A raiz da Arte é distante e obscura. Os primeiros poemas, danças, imagens e sons estruturados não foram registrados exceto em lendas e tradições; na nódoa ocre da parede de uma caverna que, de certa forma, foi a espinha arqueada de um bisão para sua platéia inicial. Não podemos mais calcular o impacto que esses saltos de abstração devem tem tido sobre as mentes paleolíticas: os súbitos significados pelos quais se compreendia um campo novo e fabuloso de pensamentos e conceitos, tão verdadeiro e imediato quanto os caminhos sujos e abarrotados percorridos pelo homem primitivo diariamente, embora menos substancial e, portanto, menos vulnerável ao tempo e às estações.

A primeira codificação da dura realidade do homem primitivo através de sons ou símbolos deve ter oferecido um poder de comunicação tão alienígena e sem precedentes ao seu usuário, talvez o equivalente ao que a telepatia pareceria para nós hoje. O primeiro a captar alguma verdade inata do mundo humano dentro das linhas de um desenho ou da dança que impulsionaria sua platéia através de um plano diferente de compreensão e percepção, mais extremo do que os efeitos de qualquer droga. Os desenhos nas paredes das caverna de Lascaux, à parte de qualquer significado ritual que pudessem ter, são em sim mesmos um ato de magia: para aqueles que não tinham o conceito prévio de uma imagem manufaturada, deve ter parecido que animais saltitantes foram conjurados em carne e osso e manifestaram-se dentro da própria caverna. As raízes da Arte e de toda abstração estão na magia, na luz do fogo e no mundo oculto.

Se isto parece uma interpretação extrema de nossa primeira resposta para Arte, considere um exemplo mais recente: quando Winsor McCay, um artista creditado com a invenção do desenho animado, exibiu pela primeira vez seu protótipo Gertie, O Dinossauro, em 1914, a reação das platéias foi instrutiva. Sem o aparato perceptivo necessário para aceitar a noção de um animal de desenho animado, grande parte da platéia, ao contrário do que se poderia pensar, acreditou que tinham testemunhado a aparição de um dinossauro real, de carne e osso, sobre a tela à sua frente. Ainda que o animal se movimentasse através de uma paisagem que incluía um lago e montanhas, onde os espectadores devem ter claramente percebido que existiam apenas na tela real do teatro, eles evidentemente ficaram tão desorientados pela completa proximidade desta desconhecida forma de arte que, de algum modo, eles rearranjaram suas próprias percepções tal qual um papel sobre suas discrepâncias.

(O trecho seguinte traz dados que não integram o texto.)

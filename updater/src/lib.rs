//! Atom updater library.
//!
//! This crate checks whether the locally installed Atom editor matches the
//! latest upstream release and, if not, downloads and installs the new
//! package. It is used by the `atom-updater` CLI binary and can be driven
//! programmatically with stubbed commands and HTTP for testing.
//!
//! # Modules
//!
//! - [`cli`] - Command-line argument definitions
//! - [`command`] - External command execution abstraction
//! - [`config`] - Well-known URLs, paths, and commands
//! - [`download`] - Artifact download with a progress indicator
//! - [`error`] - Error types for the update pipeline
//! - [`fetcher`] - Release page retrieval
//! - [`http`] - HTTP transport abstraction over `ureq`
//! - [`inspector`] - Local version inspection
//! - [`installer`] - Package installation and confirmation
//! - [`output`] - User-facing messages
//! - [`parser`] - Release page parsing
//! - [`progress`] - Timer-driven progress indicator
//! - [`updater`] - Check-then-update orchestration
//! - [`version`] - Version identifiers and the update decision

pub mod cli;
pub mod command;
pub mod config;
pub mod download;
pub mod error;
pub mod fetcher;
pub mod http;
pub mod inspector;
pub mod installer;
pub mod output;
pub mod parser;
pub mod progress;
#[cfg(any(test, feature = "test-support"))]
pub mod test_utils;
pub mod updater;
pub mod version;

Se esta foi a reação a um século atrás, então quão mais severa foi a resposta de nossos antecessores mais distante às novas e sem precedentes tecnologias de arte e linguagem? Em um certo ponto de seu desenvolvimento, o artista e o xamã são indivisíveis, ambos tirando algo do mundo invisível dos conceitos e idéias e dando-lhe forma. Toda arte e todo impulso criativo humano então devem ter dado seus primeiros passos dentro da esfera da magia, sendo inicialmente percebidos como tal. As Artes e a Magia, conhecida tradicionalmente como A Arte, têm em comum suas tentativas em manipular uma espécie de meta-espaço; um reino imaterial de pensamentos e inspirações. Se as primeiras raizes da arte podem então ser descritas como mágicas, é necessário realizar um esforço para primeiro localizar e compreender essas raízes, para que sejam genuinamente reconhecidas como radicais dentro das artes.

Com isto em mente, e em colaboração com os músicos Dave J e Tim Perkins, tentei construir um processo e um contexto para arte de performance e poesia que cria e utiliza-se da visão de mundo shamânica para direcionar a platéia através de uma paisagem mental estruturada à um nível predeterminado de consciência. Cada performance que emerge deste processo é considerada um evento único para que seja desempenhado em uma única ocasião e em um local específico, o qual sentimos ser apropriado à intenção do trabalho, em uma data específica, a qual é considerada igualmente significativa.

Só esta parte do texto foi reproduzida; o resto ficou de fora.